Libre d\'être soi

Libre d\'être soi

Un taxi à Casablanca

Quand on est une casablancaise et qu’on ne conduit pas, on a forcément déjà pris un taxi. Vous savez ces petites voitures rouges qui vous emmènent là où vous voulez, tout du moins en théorie. Ce n’est un secret pour personne, ils sont plus prêts à vous dépannez si votre trajet n’est pas trop différent du leur plutôt qu’à VOTRE disposition. Pas besoin de courir pour approcher leur fenêtre ils vous indiquent tout de suite la direction d’un simple signe de la main : à droite, à gauche, tout droit. Et alors là attention il faut réagir vite ! Ce qui  suppose que vous savez différencier la gauche de la droite (croyez moi ce n’est pas si facile en pleine action), que vous connaissez le chemin qui doit vous menez à l’adresse désirée et que vous avez une faculté à traiter toutes ces données et à pouvoir répondre d’un autre signe de la main tout cela avant que le taxi ne vous dépasse. Waw il en faut des capacités pour prendre un taxi ! Une fois dedans, le plus dur est fait…enfin la plupart du temps.

Parce que chaque taxi est unique, chaque trajet est unique. Tiens ça ferait un bon slogan pour une pub ça ! Trêve de plaisanterie, c’est à chaque fois une surprise, on ne sait pas ce qui nous attend lorsqu’on prend un taxi, c’est très excitant en somme.
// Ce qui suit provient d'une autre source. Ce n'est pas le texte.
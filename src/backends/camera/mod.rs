// SPDX-License-Identifier: GPL-3.0-only

//! Frame sources
//!
//! ```text
//! ┌──────────────────────┐
//! │ Highlighter (Rig)    │
//! └──────────┬───────────┘
//!            │ snapshot()
//!            ▼
//! ┌──────────────────────┐
//! │  FrameSource trait   │  ← Common interface
//! └──────────┬───────────┘
//!            │
//!    ┌───────┼──────────┐
//!    ▼       ▼          ▼
//!  V4L2   Files    Synthetic
//! ```

pub mod file_source;
pub mod format_converters;
pub mod frame_loop;
pub mod synthetic;
pub mod types;
pub mod v4l2;
pub mod v4l2_controls;

pub use file_source::FileSequence;
pub use frame_loop::{CaptureLoopController, LoopAction};
pub use synthetic::{SyntheticCamera, SyntheticLed, SyntheticScene, SyntheticTarget};
pub use types::*;
pub use v4l2::V4l2Camera;

use image::RgbImage;
use tracing::{debug, info};
use v4l::video::Capture;

/// Anything that can hand the highlighter a full RGB frame on demand
pub trait FrameSource: Send {
    /// Human-readable identifier for logs
    fn name(&self) -> &str;

    /// Frame size delivered by `snapshot`, after any cropping
    fn resolution(&self) -> (u32, u32);

    /// Block until the next frame is available and return it
    fn snapshot(&mut self) -> BackendResult<RgbImage>;
}

impl<T: FrameSource + ?Sized> FrameSource for Box<T> {
    fn name(&self) -> &str {
        (**self).name()
    }

    fn resolution(&self) -> (u32, u32) {
        (**self).resolution()
    }

    fn snapshot(&mut self) -> BackendResult<RgbImage> {
        (**self).snapshot()
    }
}

/// List V4L2 video capture devices.
///
/// Metadata and output nodes are skipped. Devices that cannot be opened
/// (busy, no permission) are logged and left out.
pub fn enumerate_cameras() -> Vec<CameraDevice> {
    let mut devices = Vec::new();

    for node in v4l::context::enum_devices() {
        let path = node.path().display().to_string();

        let dev = match v4l::Device::with_path(node.path()) {
            Ok(dev) => dev,
            Err(e) => {
                debug!(path = %path, error = %e, "Skipping device that could not be opened");
                continue;
            }
        };

        let caps = match dev.query_caps() {
            Ok(caps) => caps,
            Err(e) => {
                debug!(path = %path, error = %e, "Skipping device without capabilities");
                continue;
            }
        };

        if !caps
            .capabilities
            .contains(v4l::capability::Flags::VIDEO_CAPTURE)
        {
            debug!(path = %path, card = %caps.card, "Not a capture device");
            continue;
        }

        let fourccs = dev
            .enum_formats()
            .map(|formats| {
                formats
                    .iter()
                    .filter_map(|desc| desc.fourcc.str().ok().map(str::to_string))
                    .collect()
            })
            .unwrap_or_default();

        devices.push(CameraDevice {
            info: DeviceInfo {
                card: caps.card,
                driver: caps.driver,
                bus: caps.bus,
                path,
            },
            fourccs,
        });
    }

    devices.sort_by(|a, b| a.info.path.cmp(&b.info.path));
    info!(count = devices.len(), "Enumerated V4L2 capture devices");
    devices
}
Je vais vous raconter quelques petites anecdotes vécues lors de mes multiples périples en taxi à travers la ville.

 

Aller, il faut reconnaitre que la plupart des trajets se passent sans encombre et dans un silence quasi religieux mais parfois quelques embuches peuvent survenir sur votre chemin. Les erreurs de trajet par exemple, comme la fois où je voulais aller au boulevard Omar El Khayam, et que le taxi a cru que je lui demandais de m’emmener à l’école Omar El Khayam qui se trouve je ne sais où mais en tout cas à mille lieues du boulevard lui-même. Je m’en suis rendu compte un peu trop tard et corriger la trajectoire a pris un temps fou, au lieu d’un trajet de 20 min on en a effectué un de 45 min, heureusement le taximan a été correct et m’a fait payer « le tarif que je payais d’habitude ». En parlant de ces tarifs que vous payez d’habitude, il faut les avoir en mémoire hein, ça peut aider. Ensuite il ya les taximan qui veulent tout savoir sur vous : vous allez chez vous ? Vous êtes d’accord avec ma vision politique des choses, n’est ce pas ? Bien sûr que je vais chez moi et mon père m’attend vous savez, oui oui totalement d’accord  avec vous, que vous lui dites d’une voix sans intonation en priant pour que vous arriviez viiiite. Ensuite il ya les taximan furieux et agressifs, il y en a un, une fois qui m’a regardé dans le rétroviseur et qui m’a demandé de but en blanc : « Pourquoi tu me regardes avec tes petites lunettes, je vais te les écraser sur la figure moi ! » Et ensuite il s’est mis à rire, je vous avoue que là, j’ai eu bien peur et je lui ai demandé quelques mètres plus loin de me déposer bien gentiment. J’ai de nombreuses anecdotes avec les taxis, comme tous les casablancais, mais ma préférée reste sans contexte celle là.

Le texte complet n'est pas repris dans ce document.